The Morgan–Manning House is a historic house located in Brockport, Monroe County, New York.  It was built in 1854 and is a two-story, Italianate–style brick dwelling on a limestone foundation.  The five-by-four-bay main block features a hipped roof and cupola. It has a two-story hipped roof wing with a smaller two-story brick appendage creating a stepped, or telescoping, plan or profile.  The house also has a full width porch with brick piers. The interior features elaborate interior woodwork, period plasterwork, stained glass and decorated ceilings. Also on the property is a contributing carriage house.

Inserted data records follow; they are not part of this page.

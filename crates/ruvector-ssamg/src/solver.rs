//! The SSAMG handle: configuration, hierarchy ownership, convergence
//! logging, statistics, and teardown.
//!
//! # Lifecycle
//!
//! 1. [`SsAmg::create`] on every rank of the process group.
//! 2. Adjust parameters through [`SsAmg::configure`].
//! 3. Build a [`Hierarchy`] with the setup algorithm and
//!    [`install`](SsAmg::install) it; the configuration is frozen from here.
//! 4. The solve loop reports residuals via
//!    [`record_residual`](SsAmg::record_residual) and closes with
//!    [`finalize`](SsAmg::finalize).
//! 5. Query [`compute_stats`](crate::stats::compute_stats),
//!    [`final_relative_residual_norm`](SsAmg::final_relative_residual_norm).
//! 6. [`SsAmg::destroy`] consumes the handle and returns the release log.
//!
//! # Example
//!
//! ```rust
//! use ruvector_ssamg::audit::audit_release;
//! use ruvector_ssamg::comm::SerialGroup;
//! use ruvector_ssamg::grid::*;
//! use ruvector_ssamg::hierarchy::{FinestLevel, HierarchyBuilder};
//! use ruvector_ssamg::solver::SsAmg;
//! use ruvector_ssamg::types::{CsrMatrix, ParCsrMatrix};
//!
//! let sgrid = StructGrid::new(1, vec![GridBox::new([0, 0, 0], [3, 0, 0])]);
//! let grid = SStructGrid::new(vec![PartGrid { grid: sgrid.clone(), nvars: 1 }]);
//! let a = SStructMatrix::new(
//!     vec![PartMatrix::scalar(StructMatrix::zeros(sgrid, Stencil::laplacian(1)))],
//!     ParCsrMatrix::local(0, CsrMatrix::identity(4)),
//! );
//! let (b, x) = (SStructVector::zeros(4), SStructVector::zeros(4));
//!
//! let mut amg = SsAmg::create(&SerialGroup);
//! amg.configure().unwrap().set_logging(1).unwrap();
//! let hierarchy = HierarchyBuilder::new(FinestLevel::new(&grid, &a, &b, &x))
//!     .finish(amg.config())
//!     .unwrap();
//! amg.install(hierarchy).unwrap();
//!
//! amg.record_residual(0, 1.0, 1.0).unwrap();
//! amg.record_residual(1, 0.1, 0.1).unwrap();
//! amg.finalize(1).unwrap();
//! assert_eq!(amg.final_relative_residual_norm().unwrap(), 0.1);
//!
//! let manifest = amg.manifest();
//! let log = amg.destroy();
//! assert!(audit_release(&manifest, &log).is_empty());
//! ```

use tracing::{debug, instrument};

use crate::audit::ResourceManifest;
use crate::config::SsamgConfig;
use crate::error::{Result, SsamgError};
use crate::events::{Ownership, ReleaseLog, Resource};
use crate::hierarchy::{Hierarchy, SetupParams};
use crate::history::{ConvergenceHistory, ConvergenceLog, ConvergenceRow};
use crate::report::{emit_convergence, emit_stats};
use crate::stats::{compute_stats, StatsSnapshot};
use crate::traits::ProcessGroup;

/// Handle of one SSAMG instance on one rank.
///
/// The lifetime `'a` is that of the caller's finest-level data, which the
/// installed hierarchy borrows.
#[derive(Debug)]
pub struct SsAmg<'a> {
    rank: usize,
    group_size: usize,
    config: SsamgConfig,
    hierarchy: Option<Hierarchy<'a>>,
    log: Option<ConvergenceLog>,
    coarse_sweeps: Option<usize>,
}

impl<'a> SsAmg<'a> {
    /// Create a handle with default parameters on `comm`.
    pub fn create<G: ProcessGroup + ?Sized>(comm: &G) -> Self {
        Self::with_config(comm, SsamgConfig::default())
    }

    /// Create a handle with the given parameters on `comm`.
    pub fn with_config<G: ProcessGroup + ?Sized>(comm: &G, config: SsamgConfig) -> Self {
        debug!(rank = comm.rank(), size = comm.size(), "SSAMG handle created");
        Self {
            rank: comm.rank(),
            group_size: comm.size(),
            config,
            hierarchy: None,
            log: None,
            coarse_sweeps: None,
        }
    }

    // -------------------------------------------------------------------
    // Configuration
    // -------------------------------------------------------------------

    /// Current parameters.
    pub fn config(&self) -> &SsamgConfig {
        &self.config
    }

    /// Mutable parameters, available until a hierarchy is installed.
    ///
    /// # Errors
    ///
    /// [`SsamgError::PreconditionViolation`] once a hierarchy is installed.
    pub fn configure(&mut self) -> Result<&mut SsamgConfig> {
        if self.hierarchy.is_some() {
            return Err(SsamgError::PreconditionViolation(
                "configuration is frozen once the hierarchy is installed".into(),
            ));
        }
        Ok(&mut self.config)
    }

    // -------------------------------------------------------------------
    // Hierarchy
    // -------------------------------------------------------------------

    /// Take ownership of a built hierarchy.
    ///
    /// Registers the hierarchy's parts if none were registered, resolves the
    /// coarse sweep count, and allocates the convergence history when
    /// `logging > 0`.
    ///
    /// # Errors
    ///
    /// - [`SsamgError::PreconditionViolation`] if a hierarchy is already
    ///   installed, it was finished with setup parameters other than this
    ///   handle's configuration, or the part counts disagree.
    /// - [`SsamgError::InvalidConfiguration`] if the hierarchy has more
    ///   levels than `max_levels`.
    pub fn install(&mut self, hierarchy: Hierarchy<'a>) -> Result<()> {
        if self.hierarchy.is_some() {
            return Err(SsamgError::PreconditionViolation(
                "a hierarchy is already installed".into(),
            ));
        }
        let expected = SetupParams::from_config(&self.config);
        if *hierarchy.setup_params() != expected {
            return Err(SsamgError::PreconditionViolation(format!(
                "hierarchy was finished with {:?} but the handle is configured with {expected:?}",
                hierarchy.setup_params()
            )));
        }
        let num_levels = hierarchy.num_levels();
        let max_levels = self.config.max_levels();
        if max_levels > 0 && num_levels > max_levels {
            return Err(SsamgError::InvalidConfiguration {
                name: "max_levels",
                reason: format!(
                    "hierarchy has {num_levels} levels but max_levels is {max_levels}"
                ),
            });
        }
        match self.config.num_parts() {
            Some(n) if n != hierarchy.num_parts() => {
                return Err(SsamgError::PreconditionViolation(format!(
                    "{n} parts registered but the hierarchy has {}",
                    hierarchy.num_parts()
                )));
            }
            Some(_) => {}
            None => self.config.register_parts(hierarchy.num_parts()),
        }

        self.coarse_sweeps = Some(self.config.resolved_coarse_sweeps());
        self.log = Some(ConvergenceLog::new(
            self.config.logging(),
            self.config.max_iterations(),
        ));
        debug!(
            num_levels,
            num_parts = hierarchy.num_parts(),
            logging = self.config.logging(),
            "hierarchy installed"
        );
        self.hierarchy = Some(hierarchy);
        Ok(())
    }

    /// The installed hierarchy.
    ///
    /// # Errors
    ///
    /// [`SsamgError::PreconditionViolation`] before [`install`](Self::install).
    pub fn hierarchy(&self) -> Result<&Hierarchy<'a>> {
        self.hierarchy.as_ref().ok_or_else(|| {
            SsamgError::PreconditionViolation("no hierarchy has been built".into())
        })
    }

    /// Number of levels, or `None` before a hierarchy is installed.
    pub fn num_levels(&self) -> Option<usize> {
        self.hierarchy.as_ref().map(Hierarchy::num_levels)
    }

    /// Number of registered parts, or `None` if none were registered.
    pub fn num_parts(&self) -> Option<usize> {
        self.config.num_parts()
    }

    /// Coarse sweep count resolved at install time.
    pub fn num_coarse_sweeps(&self) -> Option<usize> {
        self.coarse_sweeps
    }

    /// Rank this handle was created on.
    pub fn rank(&self) -> usize {
        self.rank
    }

    /// Check that `comm` is the group this handle was created on.
    pub(crate) fn check_group<G: ProcessGroup + ?Sized>(&self, comm: &G) -> Result<()> {
        if comm.rank() != self.rank || comm.size() != self.group_size {
            return Err(SsamgError::PreconditionViolation(format!(
                "handle belongs to rank {} of {} but was given rank {} of {}",
                self.rank,
                self.group_size,
                comm.rank(),
                comm.size()
            )));
        }
        Ok(())
    }

    // -------------------------------------------------------------------
    // Convergence history
    // -------------------------------------------------------------------

    fn convergence_log_mut(&mut self) -> Result<&mut ConvergenceLog> {
        self.log.as_mut().ok_or_else(|| {
            SsamgError::PreconditionViolation("no hierarchy has been built".into())
        })
    }

    /// Record the residual of one solve iteration.
    ///
    /// Ignored when `logging == 0`.
    ///
    /// # Errors
    ///
    /// [`SsamgError::PreconditionViolation`] before install, after
    /// [`finalize`](Self::finalize), or for `iteration > max_iterations`.
    pub fn record_residual(&mut self, iteration: usize, norm: f64, rel_norm: f64) -> Result<()> {
        self.convergence_log_mut()?
            .record_residual(iteration, norm, rel_norm)
    }

    /// Mark the solve as finished after `num_iterations` iterations.
    pub fn finalize(&mut self, num_iterations: usize) -> Result<()> {
        self.convergence_log_mut()?.finalize(num_iterations)
    }

    /// Iterations performed by the last solve (0 before any solve).
    pub fn num_iterations(&self) -> usize {
        self.log.as_ref().map_or(0, ConvergenceLog::num_iterations)
    }

    /// Relative residual norm of the last solve.
    ///
    /// # Errors
    ///
    /// - [`SsamgError::LoggingDisabled`] if `logging == 0`.
    /// - [`SsamgError::InvalidConfiguration`] if `max_iterations == 0`.
    /// - [`SsamgError::PreconditionViolation`] before install.
    pub fn final_relative_residual_norm(&self) -> Result<f64> {
        if self.config.logging() == 0 {
            return Err(SsamgError::LoggingDisabled);
        }
        self.log
            .as_ref()
            .ok_or_else(|| SsamgError::PreconditionViolation("no hierarchy has been built".into()))?
            .final_relative_residual_norm()
    }

    /// Stored residual history, if logging is enabled and a hierarchy is
    /// installed.
    pub fn history(&self) -> Option<&ConvergenceHistory> {
        self.log.as_ref().and_then(ConvergenceLog::history)
    }

    // -------------------------------------------------------------------
    // Reports
    // -------------------------------------------------------------------

    /// Compute and emit the hierarchy statistics when `print_level > 0`.
    ///
    /// Collective when enabled: every rank must call it. Returns the
    /// snapshot on the root; `Ok(None)` elsewhere and, without any
    /// communication, when `print_level == 0`.
    #[instrument(skip(self, comm), fields(print_level = self.config.print_level()))]
    pub fn print_stats<G: ProcessGroup + ?Sized>(
        &self,
        comm: &G,
    ) -> Result<Option<StatsSnapshot>> {
        let print_level = self.config.print_level();
        if print_level == 0 {
            return Ok(None);
        }
        self.check_group(comm)?;
        let snapshot = compute_stats(self, comm)?;
        if let Some(s) = &snapshot {
            emit_stats(s, print_level);
        }
        Ok(snapshot)
    }

    /// Emit the convergence table on the root when `print_level > 0` and
    /// `logging > 1`, returning its rows.
    ///
    /// Not collective.
    pub fn print_logging<G: ProcessGroup + ?Sized>(
        &self,
        comm: &G,
    ) -> Result<Option<Vec<ConvergenceRow>>> {
        self.check_group(comm)?;
        let print_level = self.config.print_level();
        if !comm.is_root() || print_level == 0 || self.config.logging() <= 1 {
            return Ok(None);
        }
        let log = self.log.as_ref().ok_or_else(|| {
            SsamgError::PreconditionViolation("no hierarchy has been built".into())
        })?;
        let rows = log.rows(print_level);
        emit_convergence(&rows);
        Ok(Some(rows))
    }

    // -------------------------------------------------------------------
    // Teardown
    // -------------------------------------------------------------------

    /// Every resource the handle currently holds, in release order.
    pub fn manifest(&self) -> ResourceManifest {
        let mut entries = Vec::new();
        if self.history().is_some() {
            entries.push((Resource::ResidualNorms, Ownership::Owned));
            entries.push((Resource::RelativeResidualNorms, Ownership::Owned));
        }
        if let Some(h) = &self.hierarchy {
            entries.extend(h.resources());
        }
        if let Some(n) = self.config.num_parts() {
            entries.extend((0..n).map(|part| (Resource::PartSpacing { part }, Ownership::Owned)));
            entries.push((Resource::SpacingTable, Ownership::Owned));
        }
        entries.push((Resource::Handle, Ownership::Owned));
        ResourceManifest::new(entries)
    }

    /// Release everything the handle holds, in dependency order.
    ///
    /// Residual history first, then the hierarchy level by level (finest
    /// first, each coarse level together with its incoming transfer), the
    /// reserved weight slots and level tables, the grid spacing of every
    /// registered part, and finally the handle. Caller data borrowed by the
    /// finest level is never dropped.
    pub fn destroy(mut self) -> ReleaseLog {
        let mut log = ReleaseLog::new();

        if let Some(history) = self.log.as_mut().and_then(ConvergenceLog::take_history) {
            drop(history);
            log.record(Resource::ResidualNorms, Ownership::Owned);
            log.record(Resource::RelativeResidualNorms, Ownership::Owned);
        }

        if let Some(hierarchy) = self.hierarchy.take() {
            let num_levels = hierarchy.num_levels();
            hierarchy.release(&mut log);
            debug!(num_levels, "hierarchy released");
        }

        if let Some(spacing) = self.config.take_grid_spacing() {
            for part in 0..spacing.len() {
                log.record(Resource::PartSpacing { part }, Ownership::Owned);
            }
            drop(spacing);
            log.record(Resource::SpacingTable, Ownership::Owned);
        }

        drop(self);
        log.record(Resource::Handle, Ownership::Owned);
        debug!(released = log.len(), "SSAMG handle destroyed");
        log
    }
}

/// Destroy `handle` if there is one; `None` releases nothing.
pub fn destroy(handle: Option<SsAmg<'_>>) -> ReleaseLog {
    handle.map(SsAmg::destroy).unwrap_or_default()
}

The home was originally built for John C. Ostrom and was purchased in 1867 by Dayton S. Morgan and his wife Susan Jocelyn Morgan. Dayton Morgan was a local industrialist whose foundry, the Globe Iron Works, produced the first hundred mechanized reapers for Cyrus McCormick. Mr Morgan went on to produce his own very successful mechanized reapers with business partner William Seymour. The house remained in the Morgan family for almost the next hundred years. The Morgan family remodeled many of the rooms on the main floor of the house in the late Victorian style, embellishing the rooms oak and cherry paneling and trim, and stained glass windows. Dayton Morgan died in 1890. His daughter Sara Morgan married physician Frederick Manning in the 1890s. After the early death of her husband, Mrs. Manning returned to Brockport with her young son Arnold, who died at age 21 in 1916. Sara Morgan Manning stayed on in her parents' house until her death in 1964, at age 96, following a disastrous fire that swept through the house.

Mrs. Manning bequeathed her home to her community. A group of local citizens formed the Western Monroe Historical Society to restore and care for the house, which had become a local landmark. The damage from the fire has been repaired and the house is furnished to reflect the lifestyle of a wealthy canal town resident during the second half of the 19th century, through the first quarter of the 20th century. The Society's collection includes many portraits of locally prominent 19th-century residents and furnishings from local families.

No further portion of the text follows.